Even among many nontraditional educators, this is the most common concept of a school; in fact, some people have trouble conceiving of a school in any other way. Accreditors seem to tend to presume that their accreditees could only be instructional institutions.
Scholarly communities. Some schools function mainly as fellowships of scholars, whose main task is to engage in scholarly discussion and research. Especially among the older universities in the West, degrees are essentially ranks or statuses within the community, and education and teaching are simply the means by which someone learns enough to become a peer with the other scholars. This style also has long been found in professional guilds, and is still found in some professional organizations. It implies a democratic administrative system and tends to reject managerialist values.
Research institutes. Some schools exist mainly to produce good quality publishable research. They require only research for particular higher degrees, and the degree is simply a recognition of a major piece of research. There need be no classes as long as students stay in contact with their supervisors, and institutions tend to specialize in fields where they have most expertise, as a good pool of expertise is essential to the school's success. Compared to course work, this kind of program suits fewer students because it so heavily emphasizes independent study with minimal guidance.
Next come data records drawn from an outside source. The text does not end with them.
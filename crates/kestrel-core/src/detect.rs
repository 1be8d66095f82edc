//! Subject detection and quality scoring.
//!
//! Scoring models live outside Kestrel. The [`Detector`] trait is the
//! boundary; [`SidecarDetector`] runs an external program per preview and
//! reads one JSON object from its stdout:
//!
//! ```text
//! <program> [args...] --confidence 0.5 --norm log [--save-crop] <preview>
//! → {"detected": true, "selected": false, "confidence": 0.87,
//!    "sharpness": 8120.4, "nima": 5.12, "brisque": 23.9}
//! ```

use std::path::{Path, PathBuf};
use std::process::Command;

use crate::error::{PipelineError, PipelineResult};
use crate::types::{DetectionResult, DetectionSettings};

/// Scores one preview image.
pub trait Detector: Send + Sync {
    fn detect(&self, preview: &Path, settings: &DetectionSettings)
        -> PipelineResult<DetectionResult>;
}

/// Detector backed by an external program.
#[derive(Debug, Clone)]
pub struct SidecarDetector {
    program: PathBuf,
    args: Vec<String>,
}

impl SidecarDetector {
    pub fn new(program: impl Into<PathBuf>, args: Vec<String>) -> Self {
        Self {
            program: program.into(),
            args,
        }
    }

    /// Full argument list for one preview.
    fn command_args(&self, preview: &Path, settings: &DetectionSettings) -> Vec<String> {
        let mut args = self.args.clone();
        args.push("--confidence".to_string());
        args.push(settings.min_confidence.to_string());
        args.push("--norm".to_string());
        args.push(settings.normalization.to_string());
        if settings.save_crop {
            args.push("--save-crop".to_string());
        }
        args.push(preview.to_string_lossy().into_owned());
        args
    }
}

impl Detector for SidecarDetector {
    fn detect(
        &self,
        preview: &Path,
        settings: &DetectionSettings,
    ) -> PipelineResult<DetectionResult> {
        let detection_err = |message: String| PipelineError::Detection {
            path: preview.to_path_buf(),
            message,
        };

        let output = Command::new(&self.program)
            .args(self.command_args(preview, settings))
            .output()
            .map_err(|e| detection_err(format!("failed to run {:?}: {e}", self.program)))?;

        if !output.status.success() {
            return Err(detection_err(format!(
                "{:?} exited with {}: {}",
                self.program,
                output.status,
                String::from_utf8_lossy(&output.stderr).trim()
            )));
        }

        parse_detection(&output.stdout).map_err(detection_err)
    }
}

/// Parse the detector's stdout. Only the last non-empty line is read, so
/// sidecars may print progress chatter before the result.
fn parse_detection(stdout: &[u8]) -> Result<DetectionResult, String> {
    let text = String::from_utf8_lossy(stdout);
    let line = text
        .lines()
        .map(str::trim)
        .filter(|l| !l.is_empty())
        .last()
        .ok_or_else(|| "detector produced no output".to_string())?;

    let result: DetectionResult =
        serde_json::from_str(line).map_err(|e| format!("invalid detector output: {e}"))?;

    if !result.confidence.is_finite() || !result.sharpness.is_finite() {
        return Err("detector returned non-finite scores".to_string());
    }
    Ok(result)
}
//! Configuration validation with range checks.

use crate::error::ConfigError;

use super::Config;

impl Config {
    /// Validate configuration values are within acceptable ranges.
    pub fn validate(&self) -> Result<(), ConfigError> {
        let rating = &self.rating;
        let values = [
            rating.min_confidence,
            rating.min_sharpness,
            rating.min_nima,
            rating.max_brisque,
            rating.sharpness_threshold,
            rating.nima_threshold,
        ];
        if values.iter().any(|v| !v.is_finite()) {
            return Err(ConfigError::ValidationError(
                "rating values must be finite numbers".into(),
            ));
        }
        if !(0.0..=1.0).contains(&rating.min_confidence) {
            return Err(ConfigError::ValidationError(
                "rating.min_confidence must be between 0.0 and 1.0".into(),
            ));
        }
        if rating.min_sharpness < 0.0 || rating.sharpness_threshold < 0.0 {
            return Err(ConfigError::ValidationError(
                "rating.min_sharpness and rating.sharpness_threshold must be >= 0".into(),
            ));
        }
        if rating.min_nima < 0.0 || rating.nima_threshold < 0.0 {
            return Err(ConfigError::ValidationError(
                "rating.min_nima and rating.nima_threshold must be >= 0".into(),
            ));
        }
        if rating.max_brisque <= 0.0 {
            return Err(ConfigError::ValidationError(
                "rating.max_brisque must be > 0".into(),
            ));
        }
        if !(self.picked.top_percentage > 0.0 && self.picked.top_percentage <= 100.0) {
            return Err(ConfigError::ValidationError(
                "picked.top_percentage must be in (0, 100]".into(),
            ));
        }
        if self.conversion.max_workers == 0 {
            return Err(ConfigError::ValidationError(
                "conversion.max_workers must be > 0".into(),
            ));
        }
        if self.detection.program.trim().is_empty() {
            return Err(ConfigError::ValidationError(
                "detection.program must not be empty".into(),
            ));
        }
        if self.metadata.enabled && self.metadata.exiftool.trim().is_empty() {
            return Err(ConfigError::ValidationError(
                "metadata.exiftool must not be empty when metadata is enabled".into(),
            ));
        }
        Ok(())
    }
}

#[cfg(test)]
mod tests {
    use super::*;

    #[test]
    fn test_default_config_passes_validation() {
        let config = Config::default();
        assert!(config.validate().is_ok());
    }

    #[test]
    fn test_validate_rejects_invalid_min_confidence() {
        let mut config = Config::default();
        config.rating.min_confidence = 1.5;
        let err = config.validate().unwrap_err();
        assert!(err.to_string().contains("min_confidence"));

        config.rating.min_confidence = -0.1;
        let err = config.validate().unwrap_err();
        assert!(err.to_string().contains("min_confidence"));
    }

    #[test]
    fn test_validate_rejects_non_finite_thresholds() {
        let mut config = Config::default();
        config.rating.sharpness_threshold = f64::NAN;
        let err = config.validate().unwrap_err();
        assert!(err.to_string().contains("finite"));

        let mut config = Config::default();
        config.rating.nima_threshold = -1.0;
        assert!(config.validate().is_err());
    }

    #[test]
    fn test_validate_rejects_out_of_range_percentage() {
        let mut config = Config::default();
        config.picked.top_percentage = 0.0;
        assert!(config.validate().is_err());

        config.picked.top_percentage = 120.0;
        let err = config.validate().unwrap_err();
        assert!(err.to_string().contains("top_percentage"));

        config.picked.top_percentage = 100.0;
        assert!(config.validate().is_ok());
    }

    #[test]
    fn test_validate_rejects_zero_workers() {
        let mut config = Config::default();
        config.conversion.max_workers = 0;
        let err = config.validate().unwrap_err();
        assert!(err.to_string().contains("max_workers"));
    }

    #[test]
    fn test_validate_rejects_empty_detector_program() {
        let mut config = Config::default();
        config.detection.program = "  ".to_string();
        let err = config.validate().unwrap_err();
        assert!(err.to_string().contains("detection.program"));
    }

    #[test]
    fn test_validate_allows_empty_exiftool_when_disabled() {
        let mut config = Config::default();
        config.metadata.exiftool = String::new();
        assert!(config.validate().is_err());

        config.metadata.enabled = false;
        assert!(config.validate().is_ok());
    }
}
Assessment schools. A number of schools do not teach; they assess learning obtained elsewhere through formal, non-formal, or informal education and grant credits and degrees on the basis of assessment results. In schools which exist mainly to accept transfer credit, the school assesses the transfer credit, not the student.
This type of program especially suits countries where permits to grant degrees are very difficult to get. Small teaching schools can group together to form a central school, which does not teach but provides assessment degrees for its members, which act as its representatives. In some cases, it can be correct to say that the member schools are accreditees of the central school.
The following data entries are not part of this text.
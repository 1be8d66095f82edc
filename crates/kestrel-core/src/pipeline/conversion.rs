//! RAW/preview pairing and bounded-concurrency conversion.
//!
//! Pairing is done in two passes over the scan result: first the prefixes
//! that have both a RAW and a preview, then the RAW-only remainder by set
//! difference. Only the remainder is converted.

use std::collections::{BTreeMap, BTreeSet};
use std::path::{Path, PathBuf};
use std::sync::Arc;
use tokio::sync::Semaphore;
use tokio::task::JoinSet;

use crate::convert::RawConverter;
use crate::error::{PipelineError, PipelineResult};

use super::report::Reporter;
use super::scanner::ScanResult;

/// A RAW file that has no preview yet.
#[derive(Debug, Clone, PartialEq, Eq)]
pub struct ConversionTask {
    pub prefix: String,
    pub raw_path: PathBuf,
}

/// Pairing decision for one scan.
#[derive(Debug, Clone, Default, PartialEq)]
pub struct ConversionPlan {
    /// Prefixes with both a RAW and a preview
    pub paired: BTreeSet<String>,
    /// Prefix → extension of previews with no RAW counterpart
    pub standalone: BTreeMap<String, String>,
    /// RAW files to convert, sorted by prefix
    pub tasks: Vec<ConversionTask>,
}

/// Split the scan into paired assets, standalone previews, and RAW files
/// that still need a preview.
pub fn plan_conversions(dir: &Path, scan: &ScanResult) -> ConversionPlan {
    let raw_prefixes: BTreeSet<&String> = scan.raw.keys().collect();
    let preview_prefixes: BTreeSet<&String> = scan.preview.keys().collect();

    let paired: BTreeSet<String> = raw_prefixes
        .intersection(&preview_prefixes)
        .map(|p| (*p).clone())
        .collect();

    let standalone = scan
        .preview
        .iter()
        .filter(|(prefix, _)| !paired.contains(*prefix))
        .map(|(prefix, ext)| (prefix.clone(), ext.clone()))
        .collect();

    let tasks = raw_prefixes
        .difference(&preview_prefixes)
        .map(|prefix| ConversionTask {
            prefix: (*prefix).clone(),
            raw_path: dir.join(format!("{prefix}{}", scan.raw[*prefix])),
        })
        .collect();

    ConversionPlan {
        paired,
        standalone,
        tasks,
    }
}

/// Result of one conversion task.
#[derive(Debug)]
pub struct ConversionOutcome {
    pub prefix: String,
    pub result: PipelineResult<PathBuf>,
}

/// Runs conversion tasks on a bounded worker pool.
pub struct ConversionScheduler {
    converter: Arc<dyn RawConverter>,
    workers: usize,
    reporter: Reporter,
}

impl ConversionScheduler {
    pub fn new(converter: Arc<dyn RawConverter>, workers: usize) -> Self {
        Self {
            converter,
            workers: workers.max(1),
            reporter: Reporter::tracing(),
        }
    }

    /// Send task failures that produce no outcome to `reporter`.
    pub fn with_reporter(mut self, reporter: Reporter) -> Self {
        self.reporter = reporter;
        self
    }

    pub fn workers(&self) -> usize {
        self.workers
    }

    /// Convert every task, at most `workers` at a time.
    ///
    /// `on_complete` is called in completion order, which is unspecified.
    /// A failed task never affects its siblings and is not retried.
    pub async fn run<F>(&self, tasks: Vec<ConversionTask>, mut on_complete: F) -> Vec<ConversionOutcome>
    where
        F: FnMut(&ConversionOutcome),
    {
        let semaphore = Arc::new(Semaphore::new(self.workers));
        let mut set = JoinSet::new();

        for task in tasks {
            let semaphore = semaphore.clone();
            let converter = self.converter.clone();

            set.spawn(async move {
                let result = match semaphore.acquire_owned().await {
                    Ok(permit) => {
                        let raw_path = task.raw_path.clone();
                        let joined = tokio::task::spawn_blocking(move || {
                            let _permit = permit;
                            converter.convert(&raw_path)
                        })
                        .await;
                        joined.unwrap_or_else(|e| {
                            Err(PipelineError::Conversion {
                                path: task.raw_path.clone(),
                                message: format!("conversion task panicked: {e}"),
                            })
                        })
                    }
                    Err(_) => Err(PipelineError::Conversion {
                        path: task.raw_path.clone(),
                        message: "worker pool closed".to_string(),
                    }),
                };
                ConversionOutcome {
                    prefix: task.prefix,
                    result,
                }
            });
        }

        let mut outcomes = Vec::with_capacity(set.len());
        while let Some(joined) = set.join_next().await {
            match joined {
                Ok(outcome) => {
                    on_complete(&outcome);
                    outcomes.push(outcome);
                }
                Err(e) => self
                    .reporter
                    .error(&format!("Conversion task failed to join: {e}")),
            }
        }
        outcomes
    }
}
Some assessment programs draw upon the British university tradition, hardly differing from some teaching institutions in the way they depend heavily on formal, written examinations. They assume that the degree is basically a measure of cognitive, academic knowledge, so it is hardly possible that students could learn enough through life experience to pass the assessment.
Some nontraditional schools, however, use behavioral objectives to assess technical and technological knowledge learned apart from formal study. Degrees with practitioner majors can also be examined in part through practicum and through non-research writing projects, but assessment schools have not yet made full use of them despite their widespread use in taught programs. Perhaps the majority of schools assess on a course work basis, but sometimes it is equally valid to provide summative examinations for an entire degree program if they major on a field of expertise.
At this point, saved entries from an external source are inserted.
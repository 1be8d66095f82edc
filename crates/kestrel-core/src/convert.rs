//! RAW to preview conversion.
//!
//! Most RAW containers carry one or more full JPEG renditions. The default
//! converter pulls out the largest one that decodes and writes it beside the
//! RAW as `<prefix>.jpg`, so the detector has something it can read.

use image::ImageFormat;
use std::path::{Path, PathBuf};

use crate::error::{PipelineError, PipelineResult};

/// Extension of generated previews.
pub const PREVIEW_EXTENSION: &str = "jpg";

const JPEG_SOI: [u8; 3] = [0xFF, 0xD8, 0xFF];
const JPEG_EOI: [u8; 2] = [0xFF, 0xD9];

/// Turns a RAW file into a viewable preview next to it.
pub trait RawConverter: Send + Sync {
    /// Write a preview beside `raw_path` and return the preview's path.
    fn convert(&self, raw_path: &Path) -> PipelineResult<PathBuf>;
}

/// Extracts the embedded JPEG preview from a RAW container.
#[derive(Debug, Clone)]
pub struct EmbeddedPreviewConverter {
    /// Embedded JPEGs smaller than this are thumbnails, not previews
    min_size: usize,
}

impl Default for EmbeddedPreviewConverter {
    fn default() -> Self {
        Self { min_size: 50_000 }
    }
}

impl EmbeddedPreviewConverter {
    pub fn new() -> Self {
        Self::default()
    }

    /// Override the minimum accepted JPEG size in bytes.
    pub fn with_min_size(min_size: usize) -> Self {
        Self { min_size }
    }

    /// Locate the largest embedded JPEG that decodes cleanly.
    fn extract(&self, data: &[u8]) -> Option<Vec<u8>> {
        let mut spans: Vec<(usize, usize)> = data
            .windows(JPEG_SOI.len())
            .enumerate()
            .filter(|(_, w)| *w == JPEG_SOI)
            .filter_map(|(start, _)| {
                data[start..]
                    .windows(JPEG_EOI.len())
                    .position(|w| w == JPEG_EOI)
                    .map(|offset| (start, start + offset + JPEG_EOI.len()))
            })
            .filter(|(start, end)| end - start >= self.min_size)
            .collect();

        // Largest first
        spans.sort_by(|a, b| (b.1 - b.0).cmp(&(a.1 - a.0)));

        spans.into_iter().find_map(|(start, end)| {
            let jpeg = &data[start..end];
            image::load_from_memory_with_format(jpeg, ImageFormat::Jpeg)
                .ok()
                .map(|_| jpeg.to_vec())
        })
    }
}

impl RawConverter for EmbeddedPreviewConverter {
    fn convert(&self, raw_path: &Path) -> PipelineResult<PathBuf> {
        let conversion_err = |message: String| PipelineError::Conversion {
            path: raw_path.to_path_buf(),
            message,
        };

        let data = std::fs::read(raw_path).map_err(|e| conversion_err(e.to_string()))?;
        let jpeg = self
            .extract(&data)
            .ok_or_else(|| conversion_err("no decodable embedded preview".to_string()))?;

        let preview_path = raw_path.with_extension(PREVIEW_EXTENSION);
        std::fs::write(&preview_path, &jpeg).map_err(|e| conversion_err(e.to_string()))?;

        tracing::debug!(
            "Extracted {}KB preview from {:?}",
            jpeg.len() / 1024,
            raw_path.file_name()
        );
        Ok(preview_path)
    }
}

#[cfg(test)]
mod tests {
    use super::*;
    use image::{DynamicImage, ImageBuffer, Rgb};
    use std::io::Cursor;

    fn encode_jpeg(width: u32, height: u32) -> Vec<u8> {
        let img = ImageBuffer::from_fn(width, height, |x, y| {
            Rgb([(x % 255) as u8, (y % 255) as u8, ((x + y) % 255) as u8])
        });
        let mut bytes = Vec::new();
        DynamicImage::ImageRgb8(img)
            .write_to(&mut Cursor::new(&mut bytes), ImageFormat::Jpeg)
            .unwrap();
        bytes
    }

    fn fake_raw(jpegs: &[&[u8]]) -> Vec<u8> {
        let mut data = b"II*\0fake raw header".to_vec();
        for jpeg in jpegs {
            data.extend_from_slice(&[0u8; 64]);
            data.extend_from_slice(jpeg);
        }
        data.extend_from_slice(&[0x12; 128]);
        data
    }

    #[test]
    fn test_convert_writes_largest_preview() {
        let dir = tempfile::tempdir().unwrap();
        let small = encode_jpeg(16, 16);
        let large = encode_jpeg(160, 120);
        let raw_path = dir.path().join("DSC_0042.NEF");
        std::fs::write(&raw_path, fake_raw(&[&small, &large])).unwrap();

        let converter = EmbeddedPreviewConverter::with_min_size(0);
        let preview = converter.convert(&raw_path).unwrap();

        assert_eq!(preview, dir.path().join("DSC_0042.jpg"));
        let written = std::fs::read(&preview).unwrap();
        assert_eq!(written, large);
        let decoded = image::load_from_memory(&written).unwrap();
        assert_eq!(decoded.width(), 160);
    }

    #[test]
    fn test_convert_ignores_small_thumbnails() {
        let dir = tempfile::tempdir().unwrap();
        let small = encode_jpeg(16, 16);
        let raw_path = dir.path().join("IMG_1.CR2");
        std::fs::write(&raw_path, fake_raw(&[&small])).unwrap();

        let converter = EmbeddedPreviewConverter::with_min_size(small.len() + 1);
        let err = converter.convert(&raw_path).unwrap_err();
        assert!(matches!(err, PipelineError::Conversion { .. }));
        assert!(!dir.path().join("IMG_1.jpg").exists());
    }

    #[test]
    fn test_convert_without_preview_fails() {
        let dir = tempfile::tempdir().unwrap();
        let raw_path = dir.path().join("broken.ARW");
        std::fs::write(&raw_path, [0u8; 1024]).unwrap();

        let err = EmbeddedPreviewConverter::new().convert(&raw_path).unwrap_err();
        assert!(err.to_string().contains("broken.ARW"));
    }

    #[test]
    fn test_convert_missing_file_fails() {
        let dir = tempfile::tempdir().unwrap();
        let err = EmbeddedPreviewConverter::new()
            .convert(&dir.path().join("missing.NEF"))
            .unwrap_err();
        assert!(matches!(err, PipelineError::Conversion { .. }));
    }
}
Practicum programs. On-the-job training is called "apprenticeship" in vocational education, where it can easily comprise a program's entire delivery system. It is called "internship" or "practicum" in higher education, where degrees with practicum always include formal study as well. In either case the learner must master certain applied skills under the supervision of an expert and then be evaluated.
Nontraditional education has explored the possibilities of the assessment school rather extensively in the last twenty years. Unfortunately, however, it has not examined the innovation potential of the scholarly community, the research institute, and the practicum program.
Institutionality Criteria
Criteria for schoolness require all schools to be uniform in some way. As modern accreditation encourages programs to be diverse, the question is, "What must be uniform?"
Even a small school is quite complicated. It requires an institutional mission, program objectives, distinctives, and a constitution. It needs capital, a supportive constituency and financial base, administrative procedures, and accurate records. It needs to gives degrees, statuses, or credit transcripts and therefore needs a stable description of their requirements. Any school needs people: administrators, members for its board of governors, qualified staff, and secretarial help, all of whom need job descriptions. Very few schools can survive without students and a student recruitment strategy.
The methodology of accrediting institutionality belongs to a later chapter and it is enough here to emphasize internal accountability. While by no means the only issue involved, it is essential to being a school. This is quite different from the use of the term "accountability" in the present literature, where it usually means the way in which government schools are accountable to government to provide value for money. In contrast, "internal accountability" refers to the way in which the board of governors take responsibility for all the activities of its school, and implies an administrative structure.
It has many consequences. An accreditable school needs to show that it has a board of governors taking responsibility, that it is not an autocracy. It needs to be able to show to its funders that it is honest and responsible with money. Students, graduates, and staff want to know that their school will not close down in the foreseeable future. Evaluators need especial accountability for examinations and results so that the school has a basis for giving credits and degrees.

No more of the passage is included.